BEGIN Excerpted data

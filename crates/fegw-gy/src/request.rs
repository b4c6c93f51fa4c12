//! Credit-Control-Request encoding.

use std::net::{IpAddr, Ipv4Addr};

use fegw_core::{FegwError, Result};
use fegw_diameter_dict::{Avp, AvpValue, StandardAvpCode};
use tracing::debug;

use crate::avp::{put, put_grouped, ToAvps};
use crate::credit_control::CreditRequestType;
use crate::definitions::{CreditControlRequest, QosRequestInfo, ServiceDefaults, UsedCredits};
use crate::mapping::{FieldBinding, WireMapping};

/// Subscription-Id-Type values
pub const SUBSCRIPTION_ID_TYPE_E164: i32 = 0;
pub const SUBSCRIPTION_ID_TYPE_IMSI: i32 = 1;

/// User-Equipment-Info-Type IMEISV
pub const USER_EQUIPMENT_INFO_TYPE_IMEISV: i32 = 0;

impl ToAvps for QosRequestInfo {
    fn to_avps(&self) -> Vec<Avp> {
        vec![
            put(
                &Self::APN_AGG_MAX_BIT_RATE_UL,
                AvpValue::Unsigned32(self.apn_agg_max_bit_rate_ul),
            ),
            put(
                &Self::APN_AGG_MAX_BIT_RATE_DL,
                AvpValue::Unsigned32(self.apn_agg_max_bit_rate_dl),
            ),
        ]
    }
}

impl ToAvps for UsedCredits {
    /// Contents of one Multiple-Services-Credit-Control group
    fn to_avps(&self) -> Vec<Avp> {
        vec![
            put(&Self::RATING_GROUP, AvpValue::Unsigned32(self.rating_group)),
            Avp::new(
                StandardAvpCode::UsedServiceUnit,
                AvpValue::Grouped(vec![
                    put(&Self::INPUT_OCTETS, AvpValue::Unsigned64(self.input_octets)),
                    put(&Self::OUTPUT_OCTETS, AvpValue::Unsigned64(self.output_octets)),
                    put(&Self::TOTAL_OCTETS, AvpValue::Unsigned64(self.total_octets)),
                ]),
            ),
            put(&Self::REASON, AvpValue::Enumerated(self.reason.as_i32())),
        ]
    }
}

fn subscription_id(binding: &FieldBinding, id_type: i32, data: String) -> Avp {
    put_grouped(
        binding,
        vec![
            Avp::new(StandardAvpCode::SubscriptionIdType, AvpValue::Enumerated(id_type)),
            Avp::new(StandardAvpCode::SubscriptionIdData, AvpValue::Utf8String(data)),
        ],
    )
}

fn parse_ipv4(binding: &FieldBinding, addr: &str) -> Result<Ipv4Addr> {
    addr.parse().map_err(|e: std::net::AddrParseError| FegwError::InvalidAvpValue {
        avp: binding.wire_name(),
        reason: format!("{addr:?}: {e}"),
    })
}

fn requested_service_unit() -> Avp {
    Avp::new(StandardAvpCode::RequestedServiceUnit, AvpValue::Grouped(Vec::new()))
}

impl CreditControlRequest {
    /// Encode as a CCR. Empty optional fields are left out; every report in
    /// `credits` becomes its own Multiple-Services-Credit-Control, asking for
    /// more quota unless the session is terminating.
    pub fn to_avps_with(&self, defaults: &ServiceDefaults) -> Result<Vec<Avp>> {
        let mut avps = vec![
            put(&Self::SESSION_ID, AvpValue::Utf8String(self.session_id.clone())),
            put(
                &ServiceDefaults::SERVICE_CONTEXT_ID,
                AvpValue::Utf8String(defaults.service_context_id.clone()),
            ),
            put(&Self::REQUEST_TYPE, AvpValue::Enumerated(self.request_type.as_i32())),
            put(&Self::REQUEST_NUMBER, AvpValue::Unsigned32(self.request_number)),
            put(
                &ServiceDefaults::SERVICE_IDENTIFIER,
                AvpValue::Unsigned32(defaults.service_identifier),
            ),
        ];

        if !self.imsi.is_empty() {
            avps.push(subscription_id(&Self::IMSI, SUBSCRIPTION_ID_TYPE_IMSI, self.imsi.clone()));
        }
        if !self.msisdn.is_empty() {
            let msisdn = String::from_utf8(self.msisdn.clone()).map_err(|e| {
                FegwError::InvalidAvpValue {
                    avp: Self::MSISDN.wire_name(),
                    reason: format!("MSISDN is not UTF-8: {e}"),
                }
            })?;
            avps.push(subscription_id(&Self::MSISDN, SUBSCRIPTION_ID_TYPE_E164, msisdn));
        }
        if !self.ue_ipv4.is_empty() {
            let addr = parse_ipv4(&Self::UE_IPV4, &self.ue_ipv4)?;
            avps.push(put(&Self::UE_IPV4, AvpValue::OctetString(addr.octets().to_vec())));
        }
        if !self.spgw_ipv4.is_empty() {
            let addr = parse_ipv4(&Self::SPGW_IPV4, &self.spgw_ipv4)?;
            avps.push(put(&Self::SPGW_IPV4, AvpValue::Address(IpAddr::V4(addr))));
        }
        if !self.apn.is_empty() {
            avps.push(put(&Self::APN, AvpValue::Utf8String(self.apn.clone())));
        }
        if !self.imei.is_empty() {
            avps.push(put_grouped(
                &Self::IMEI,
                vec![
                    Avp::new(
                        StandardAvpCode::UserEquipmentInfoType,
                        AvpValue::Enumerated(USER_EQUIPMENT_INFO_TYPE_IMEISV),
                    ),
                    Avp::new(
                        StandardAvpCode::UserEquipmentInfoValue,
                        AvpValue::OctetString(self.imei.as_bytes().to_vec()),
                    ),
                ],
            ));
        }
        if !self.plmn_id.is_empty() {
            avps.push(put(&Self::PLMN_ID, AvpValue::Utf8String(self.plmn_id.clone())));
        }
        if !self.gc_id.is_empty() {
            avps.push(put(&Self::GC_ID, AvpValue::OctetString(self.gc_id.as_bytes().to_vec())));
        }
        if !self.user_location.is_empty() {
            avps.push(put(&Self::USER_LOCATION, AvpValue::OctetString(self.user_location.clone())));
        }
        if let Some(qos) = &self.qos {
            avps.push(put_grouped(&Self::QOS, qos.to_avps()));
        }

        let wants_quota = self.request_type != CreditRequestType::Terminate;
        for credits in &self.credits {
            let mut mscc = credits.to_avps();
            if wants_quota {
                mscc.push(requested_service_unit());
            }
            avps.push(put_grouped(&Self::CREDITS, mscc));
        }
        if self.credits.is_empty() && self.request_type == CreditRequestType::Initial {
            avps.push(put_grouped(&Self::CREDITS, vec![requested_service_unit()]));
        }

        debug!(
            session_id = %self.session_id,
            request_type = ?self.request_type,
            request_number = self.request_number,
            reports = self.credits.len(),
            "Encoded {}",
            Self::MESSAGE
        );
        Ok(avps)
    }
}

#[cfg(test)]
mod tests {
    use super::*;
    use crate::definitions::UsedCreditsType;
    use fegw_diameter_dict::DictionaryManager;

    fn request(request_type: CreditRequestType) -> CreditControlRequest {
        CreditControlRequest {
            session_id: "IMSI001010000000001-1234".to_string(),
            request_type,
            imsi: "001010000000001".to_string(),
            request_number: 0,
            ue_ipv4: "192.168.128.12".to_string(),
            spgw_ipv4: "10.0.2.1".to_string(),
            apn: "internet".to_string(),
            imei: "3520990017614823".to_string(),
            plmn_id: "00101".to_string(),
            gc_id: String::new(),
            user_location: vec![0x82, 0x00, 0xf1, 0x10],
            msisdn: b"5551234".to_vec(),
            qos: Some(QosRequestInfo {
                apn_agg_max_bit_rate_ul: 1_000_000,
                apn_agg_max_bit_rate_dl: 2_000_000,
            }),
            credits: Vec::new(),
        }
    }

    fn find(avps: &[Avp], code: StandardAvpCode) -> Vec<&AvpValue> {
        avps.iter().filter(|avp| avp.code == code).map(|avp| &avp.value).collect()
    }

    #[test]
    fn test_initial_request() {
        let avps = request(CreditRequestType::Initial)
            .to_avps_with(&ServiceDefaults::default())
            .unwrap();
        assert!(DictionaryManager::new().validate(&avps).is_ok());

        assert_eq!(avps[0].code, StandardAvpCode::SessionId);
        assert_eq!(
            find(&avps, StandardAvpCode::ServiceContextId),
            vec![&AvpValue::Utf8String("32251@3gpp.org".to_string())]
        );
        assert_eq!(find(&avps, StandardAvpCode::ServiceIdentifier), vec![&AvpValue::Unsigned32(0)]);
        assert_eq!(find(&avps, StandardAvpCode::CcRequestType), vec![&AvpValue::Enumerated(1)]);
        assert_eq!(find(&avps, StandardAvpCode::SubscriptionId).len(), 2);
        assert_eq!(
            find(&avps, StandardAvpCode::FramedIpAddress),
            vec![&AvpValue::OctetString(vec![192, 168, 128, 12])]
        );
        // gc_id was empty
        assert!(find(&avps, StandardAvpCode::TgppChargingId).is_empty());

        let mscc = find(&avps, StandardAvpCode::MultipleServicesCreditControl);
        assert_eq!(mscc.len(), 1);
        let children = mscc[0].as_grouped().unwrap();
        assert_eq!(children.len(), 1);
        assert_eq!(children[0].code, StandardAvpCode::RequestedServiceUnit);
    }

    #[test]
    fn test_update_reports_usage() {
        let mut ccr = request(CreditRequestType::Update);
        ccr.request_number = 1;
        ccr.credits = vec![UsedCredits {
            rating_group: 10,
            input_octets: 100,
            output_octets: 200,
            total_octets: 300,
            reason: UsedCreditsType::QuotaExhausted,
        }];
        let defaults = ServiceDefaults {
            service_context_id: "custom@operator".to_string(),
            service_identifier: 7,
        };
        let avps = ccr.to_avps_with(&defaults).unwrap();

        assert_eq!(
            find(&avps, StandardAvpCode::ServiceContextId),
            vec![&AvpValue::Utf8String("custom@operator".to_string())]
        );
        let mscc = find(&avps, StandardAvpCode::MultipleServicesCreditControl);
        assert_eq!(mscc.len(), 1);
        let children = mscc[0].as_grouped().unwrap();
        assert_eq!(find(children, StandardAvpCode::RatingGroup), vec![&AvpValue::Unsigned32(10)]);
        assert_eq!(find(children, StandardAvpCode::ReportingReason), vec![&AvpValue::Enumerated(3)]);
        assert_eq!(find(children, StandardAvpCode::RequestedServiceUnit).len(), 1);
        let usu = find(children, StandardAvpCode::UsedServiceUnit)[0].as_grouped().unwrap();
        assert_eq!(find(usu, StandardAvpCode::CcTotalOctets), vec![&AvpValue::Unsigned64(300)]);
    }

    #[test]
    fn test_terminate_requests_no_quota() {
        let mut ccr = request(CreditRequestType::Terminate);
        ccr.credits = vec![UsedCredits {
            rating_group: 1,
            input_octets: 0,
            output_octets: 0,
            total_octets: 0,
            reason: UsedCreditsType::Final,
        }];
        let avps = ccr.to_avps_with(&ServiceDefaults::default()).unwrap();
        let mscc = find(&avps, StandardAvpCode::MultipleServicesCreditControl);
        let children = mscc[0].as_grouped().unwrap();
        assert!(find(children, StandardAvpCode::RequestedServiceUnit).is_empty());
    }

    #[test]
    fn test_invalid_ue_address() {
        let mut ccr = request(CreditRequestType::Initial);
        ccr.ue_ipv4 = "not-an-ip".to_string();
        match ccr.to_avps_with(&ServiceDefaults::default()) {
            Err(FegwError::InvalidAvpValue { avp, .. }) => assert_eq!(avp, "Framed-IP-Address"),
            other => panic!("Expected InvalidAvpValue, got {other:?}"),
        }
    }

    #[test]
    fn test_non_utf8_msisdn_is_rejected() {
        let mut ccr = request(CreditRequestType::Initial);
        ccr.msisdn = vec![0x91, 0x55, 0x21, 0x43];
        match ccr.to_avps_with(&ServiceDefaults::default()) {
            Err(FegwError::InvalidAvpValue { avp, .. }) => assert_eq!(avp, "Subscription-Id"),
            other => panic!("Expected InvalidAvpValue, got {other:?}"),
        }
    }

    #[test]
    fn test_msisdn_encoded_verbatim() {
        let avps = request(CreditRequestType::Initial)
            .to_avps_with(&ServiceDefaults::default())
            .unwrap();
        let msisdn: Vec<_> = find(&avps, StandardAvpCode::SubscriptionId)
            .into_iter()
            .filter_map(AvpValue::as_grouped)
            .filter(|group| {
                find(group, StandardAvpCode::SubscriptionIdType)
                    == vec![&AvpValue::Enumerated(SUBSCRIPTION_ID_TYPE_E164)]
            })
            .flat_map(|group| find(group, StandardAvpCode::SubscriptionIdData))
            .collect();
        assert_eq!(msisdn, vec![&AvpValue::Utf8String("5551234".to_string())]);
    }
}
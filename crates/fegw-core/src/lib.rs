// Error types module
pub mod error;

// Diameter Result-Code values
pub mod result_code;

// Re-export commonly used types
pub use error::{ErrorSeverity, FegwError, Result};
pub use result_code::ResultClass;
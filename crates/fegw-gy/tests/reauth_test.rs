use fegw_diameter_dict::{AvpValue, DictionaryManager, StandardAvpCode};
use fegw_gy::{FromAvps, ReAuthAnswer, ReAuthRequest, ToAvps};

#[test]
fn test_rar_without_rating_group_stays_absent() {
    fegw_logging::init_test();

    let rar = ReAuthRequest {
        session_id: "IMSI001010000000001-77".to_string(),
        rating_group: None,
    };
    let avps = rar.to_avps();
    assert_eq!(avps.len(), 1);
    assert!(avps.iter().all(|avp| avp.code != StandardAvpCode::RatingGroup));

    let decoded = ReAuthRequest::from_avps(&avps).unwrap();
    assert_eq!(decoded.rating_group, None);
    assert_eq!(decoded, rar);
}

#[test]
fn test_rar_rating_group_zero_is_kept() {
    fegw_logging::init_test();

    let rar = ReAuthRequest {
        session_id: "IMSI001010000000001-77".to_string(),
        rating_group: Some(0),
    };
    let avps = rar.to_avps();
    assert!(DictionaryManager::new().validate(&avps).is_ok());
    assert!(avps
        .iter()
        .any(|avp| avp.code == StandardAvpCode::RatingGroup && avp.value == AvpValue::Unsigned32(0)));

    let decoded = ReAuthRequest::from_avps(&avps).unwrap();
    assert_eq!(decoded.rating_group, Some(0));

    let unscoped = ReAuthRequest {
        rating_group: None,
        ..rar.clone()
    };
    assert_ne!(decoded, ReAuthRequest::from_avps(&unscoped.to_avps()).unwrap());
}

#[test]
fn test_raa_echoes_session() {
    let rar = ReAuthRequest {
        session_id: "sess-5".to_string(),
        rating_group: Some(3),
    };
    let raa = ReAuthAnswer::for_request(&rar, 2001);
    let decoded = ReAuthAnswer::from_avps(&raa.to_avps()).unwrap();
    assert_eq!(decoded.session_id, "sess-5");
    assert_eq!(decoded.result_code, 2001);
}
use fegw_core::{FegwError, Result};
use serde::{Deserialize, Serialize};

use crate::credit_control::{CreditRequestType, GrantedServiceUnit};

/// Packet-switched service context (3GPP TS 32.251)
pub const SERVICE_CONTEXT_ID_DEFAULT: &str = "32251@3gpp.org";
pub const SERVICE_ID_DEFAULT: u32 = 0;

/// Service-Context-Id and Service-Identifier stamped on every CCR
#[derive(Debug, Clone, PartialEq, Eq, Serialize, Deserialize)]
pub struct ServiceDefaults {
    pub service_context_id: String,
    pub service_identifier: u32,
}

impl Default for ServiceDefaults {
    fn default() -> Self {
        Self {
            service_context_id: SERVICE_CONTEXT_ID_DEFAULT.to_string(),
            service_identifier: SERVICE_ID_DEFAULT,
        }
    }
}

/// Final-Unit-Action: what the gateway does with the session once the final
/// grant is used up.
#[derive(Debug, Clone, Copy, PartialEq, Eq, Hash, Serialize, Deserialize)]
#[repr(u8)]
pub enum FinalUnitAction {
    Terminate = 0x0,
    Redirect = 0x1,
    RestrictAccess = 0x2,
}

impl FinalUnitAction {
    pub const ALL: [FinalUnitAction; 3] = [Self::Terminate, Self::Redirect, Self::RestrictAccess];

    pub fn as_i32(self) -> i32 {
        self as i32
    }
}

impl TryFrom<i32> for FinalUnitAction {
    type Error = FegwError;

    fn try_from(value: i32) -> Result<Self> {
        Self::ALL
            .into_iter()
            .find(|action| action.as_i32() == value)
            .ok_or(FegwError::UnknownEnumValue {
                avp: "Final-Unit-Action",
                value: value.into(),
            })
    }
}

/// Why a usage report is sent now (Reporting-Reason, 3GPP TS 32.299).
///
/// Tags are the registered Reporting-Reason values and go on the wire as
/// is. The list is append-only: never renumber or insert.
#[derive(Debug, Clone, Copy, PartialEq, Eq, Hash, Serialize, Deserialize)]
#[serde(rename_all = "SCREAMING_SNAKE_CASE")]
#[repr(i32)]
pub enum UsedCreditsType {
    Threshold = 0,
    Qht = 1,
    /// UE disconnected, flow not in use
    Final = 2,
    /// UE hit credit limit
    QuotaExhausted = 3,
    /// Credit expired
    ValidityTimerExpired = 4,
    OtherQuotaType = 5,
    RatingConditionChange = 6,
    ForcedReauthorisation = 7,
    PoolExhausted = 8,
}

impl UsedCreditsType {
    pub const ALL: [UsedCreditsType; 9] = [
        Self::Threshold,
        Self::Qht,
        Self::Final,
        Self::QuotaExhausted,
        Self::ValidityTimerExpired,
        Self::OtherQuotaType,
        Self::RatingConditionChange,
        Self::ForcedReauthorisation,
        Self::PoolExhausted,
    ];

    pub fn as_i32(self) -> i32 {
        self as i32
    }
}

impl TryFrom<i32> for UsedCreditsType {
    type Error = FegwError;

    fn try_from(value: i32) -> Result<Self> {
        Self::ALL
            .into_iter()
            .find(|reason| reason.as_i32() == value)
            .ok_or(FegwError::UnknownEnumValue {
                avp: "Reporting-Reason",
                value: value.into(),
            })
    }
}

/// Usage for one rating group since the last report
#[derive(Debug, Clone, PartialEq, Eq, Serialize, Deserialize)]
pub struct UsedCredits {
    pub rating_group: u32,
    pub input_octets: u64,
    pub output_octets: u64,
    pub total_octets: u64,
    pub reason: UsedCreditsType,
}

/// APN-AMBR hints sent on the initial request
#[derive(Debug, Clone, Default, PartialEq, Eq, Serialize, Deserialize)]
pub struct QosRequestInfo {
    pub apn_agg_max_bit_rate_ul: u32,
    pub apn_agg_max_bit_rate_dl: u32,
}

/// Credit request for one charging session
#[derive(Debug, Clone, PartialEq, Eq, Serialize, Deserialize)]
pub struct CreditControlRequest {
    pub session_id: String,
    pub request_type: CreditRequestType,
    pub imsi: String,
    pub request_number: u32,
    pub ue_ipv4: String,
    pub spgw_ipv4: String,
    pub apn: String,
    pub imei: String,
    pub plmn_id: String,
    pub gc_id: String,
    pub user_location: Vec<u8>,
    pub msisdn: Vec<u8>,
    pub qos: Option<QosRequestInfo>,
    pub credits: Vec<UsedCredits>,
}

/// Grant for one rating group, as handed to the charging client
#[derive(Debug, Clone, PartialEq, Eq, Serialize, Deserialize)]
pub struct ReceivedCredits {
    pub result_code: u32,
    pub rating_group: u32,
    pub granted_units: GrantedServiceUnit,
    pub validity_time: u32,
    pub is_final: bool,
    /// unused if `is_final` is false
    pub final_action: FinalUnitAction,
}

impl ReceivedCredits {
    /// Final action to apply, only when this is the final grant
    pub fn effective_final_action(&self) -> Option<FinalUnitAction> {
        self.is_final.then_some(self.final_action)
    }
}

/// OCS response to a [`CreditControlRequest`]
#[derive(Debug, Clone, PartialEq, Eq, Serialize, Deserialize)]
pub struct CreditControlAnswer {
    pub result_code: u32,
    pub session_id: String,
    pub request_number: u32,
    pub credits: Vec<ReceivedCredits>,
}

#[derive(Debug, Clone, Copy, PartialEq, Eq, Serialize, Deserialize)]
pub struct FinalUnitIndication {
    pub action: FinalUnitAction,
}

/// Multiple-Services-Credit-Control as it appears in a CCA
#[derive(Debug, Clone, Default, PartialEq, Eq, Serialize, Deserialize)]
pub struct MsccDiameterMessage {
    pub result_code: Option<u32>,
    pub granted_service_unit: Option<GrantedServiceUnit>,
    pub validity_time: Option<u32>,
    pub final_unit_indication: Option<FinalUnitIndication>,
    pub rating_group: Option<u32>,
}

impl MsccDiameterMessage {
    /// Client view of this grant. An MSCC without its own Result-Code takes
    /// the answer-level one.
    pub fn to_received_credits(&self, answer_result_code: u32) -> ReceivedCredits {
        ReceivedCredits {
            result_code: self.result_code.unwrap_or(answer_result_code),
            rating_group: self.rating_group.unwrap_or_default(),
            granted_units: self.granted_service_unit.clone().unwrap_or_default(),
            validity_time: self.validity_time.unwrap_or_default(),
            is_final: self.final_unit_indication.is_some(),
            final_action: self
                .final_unit_indication
                .map(|fui| fui.action)
                .unwrap_or(FinalUnitAction::Terminate),
        }
    }
}

/// Credit-Control-Answer as decoded off the wire
#[derive(Debug, Clone, PartialEq, Eq, Serialize, Deserialize)]
pub struct CcaDiameterMessage {
    pub session_id: String,
    pub request_number: u32,
    pub result_code: u32,
    pub request_type: CreditRequestType,
    pub credit_control: Vec<MsccDiameterMessage>,
}

impl From<&CcaDiameterMessage> for CreditControlAnswer {
    fn from(msg: &CcaDiameterMessage) -> Self {
        Self {
            result_code: msg.result_code,
            session_id: msg.session_id.clone(),
            request_number: msg.request_number,
            credits: msg
                .credit_control
                .iter()
                .map(|mscc| mscc.to_received_credits(msg.result_code))
                .collect(),
        }
    }
}

/// OCS-initiated credit update
#[derive(Debug, Clone, PartialEq, Eq, Serialize, Deserialize)]
pub struct ReAuthRequest {
    pub session_id: String,
    /// `None` re-authorizes every rating group of the session
    pub rating_group: Option<u32>,
}

impl ReAuthRequest {
    pub fn applies_to(&self, rating_group: u32) -> bool {
        self.rating_group.is_none_or(|rg| rg == rating_group)
    }
}

/// Answer sent back to the OCS after a credit update is initiated
#[derive(Debug, Clone, PartialEq, Eq, Serialize, Deserialize)]
pub struct ReAuthAnswer {
    pub session_id: String,
    pub result_code: u32,
}

impl ReAuthAnswer {
    pub fn for_request(request: &ReAuthRequest, result_code: u32) -> Self {
        Self {
            session_id: request.session_id.clone(),
            result_code,
        }
    }
}

#[cfg(test)]
mod tests {
    use super::*;

    fn assert_send_sync<T: Send + Sync>() {}

    #[test]
    fn test_defaults() {
        let defaults = ServiceDefaults::default();
        assert_eq!(defaults.service_context_id, "32251@3gpp.org");
        assert_eq!(defaults.service_identifier, 0);
    }

    #[test]
    fn test_final_unit_action_closed_set() {
        assert_eq!(FinalUnitAction::ALL.len(), 3);
        for (tag, action) in FinalUnitAction::ALL.iter().enumerate() {
            assert_eq!(action.as_i32(), tag as i32);
            assert_eq!(FinalUnitAction::try_from(tag as i32).unwrap(), *action);
        }
        assert!(FinalUnitAction::try_from(3).is_err());
        assert!(FinalUnitAction::try_from(-1).is_err());
    }

    #[test]
    fn test_used_credits_type_closed_set() {
        assert_eq!(UsedCreditsType::ALL.len(), 9);
        for (tag, reason) in UsedCreditsType::ALL.iter().enumerate() {
            assert_eq!(reason.as_i32(), tag as i32);
            assert_eq!(UsedCreditsType::try_from(tag as i32).unwrap(), *reason);
        }
        assert_eq!(UsedCreditsType::Final.as_i32(), 2);
        assert_eq!(UsedCreditsType::PoolExhausted.as_i32(), 8);
        assert_eq!(
            UsedCreditsType::try_from(9),
            Err(FegwError::UnknownEnumValue { avp: "Reporting-Reason", value: 9 })
        );
    }

    #[test]
    fn test_used_credits_type_serde_names() {
        let json = serde_json::to_string(&UsedCreditsType::ValidityTimerExpired).unwrap();
        assert_eq!(json, "\"VALIDITY_TIMER_EXPIRED\"");
        let qht: UsedCreditsType = serde_json::from_str("\"QHT\"").unwrap();
        assert_eq!(qht, UsedCreditsType::Qht);
    }

    #[test]
    fn test_non_final_action_is_ignored() {
        let credits = ReceivedCredits {
            result_code: 2001,
            rating_group: 1,
            granted_units: GrantedServiceUnit::default(),
            validity_time: 3600,
            is_final: false,
            final_action: FinalUnitAction::RestrictAccess,
        };
        assert_eq!(credits.effective_final_action(), None);
        // the stored field is left alone
        assert_eq!(credits.final_action, FinalUnitAction::RestrictAccess);

        let last = ReceivedCredits { is_final: true, ..credits };
        assert_eq!(last.effective_final_action(), Some(FinalUnitAction::RestrictAccess));
    }

    #[test]
    fn test_mscc_to_received_credits() {
        let mscc = MsccDiameterMessage {
            result_code: None,
            granted_service_unit: Some(GrantedServiceUnit {
                total_octets: Some(1024),
                ..Default::default()
            }),
            validity_time: Some(60),
            final_unit_indication: Some(FinalUnitIndication {
                action: FinalUnitAction::Redirect,
            }),
            rating_group: Some(7),
        };
        let credits = mscc.to_received_credits(2001);
        assert_eq!(credits.result_code, 2001);
        assert_eq!(credits.rating_group, 7);
        assert_eq!(credits.granted_units.total_octets, Some(1024));
        assert_eq!(credits.validity_time, 60);
        assert!(credits.is_final);
        assert_eq!(credits.effective_final_action(), Some(FinalUnitAction::Redirect));

        let plain = MsccDiameterMessage {
            result_code: Some(4012),
            ..Default::default()
        };
        let credits = plain.to_received_credits(2001);
        assert_eq!(credits.result_code, 4012);
        assert!(!credits.is_final);
        assert_eq!(credits.effective_final_action(), None);
    }

    #[test]
    fn test_cca_into_answer() {
        let cca = CcaDiameterMessage {
            session_id: "sess-1".to_string(),
            request_number: 4,
            result_code: 2001,
            request_type: CreditRequestType::Update,
            credit_control: vec![
                MsccDiameterMessage { rating_group: Some(1), ..Default::default() },
                MsccDiameterMessage { rating_group: Some(2), ..Default::default() },
            ],
        };
        let answer = CreditControlAnswer::from(&cca);
        assert_eq!(answer.session_id, "sess-1");
        assert_eq!(answer.request_number, 4);
        assert_eq!(answer.credits.len(), 2);
        assert_eq!(answer.credits[1].rating_group, 2);
    }

    #[test]
    fn test_reauth_scope() {
        let whole = ReAuthRequest { session_id: "s".to_string(), rating_group: None };
        assert!(whole.applies_to(0));
        assert!(whole.applies_to(42));

        let scoped = ReAuthRequest { session_id: "s".to_string(), rating_group: Some(0) };
        assert!(scoped.applies_to(0));
        assert!(!scoped.applies_to(42));

        let raa = ReAuthAnswer::for_request(&scoped, 2001);
        assert_eq!(raa.session_id, "s");
        assert_eq!(raa.result_code, 2001);
    }

    #[test]
    fn test_values_are_thread_safe() {
        assert_send_sync::<CreditControlRequest>();
        assert_send_sync::<CreditControlAnswer>();
        assert_send_sync::<ReAuthRequest>();
        assert_send_sync::<CcaDiameterMessage>();
    }
}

END Excerpted data

Exercise prompt:
How many lines in the entries contain the string "every"? Answer with the number only.

Exercise output:
3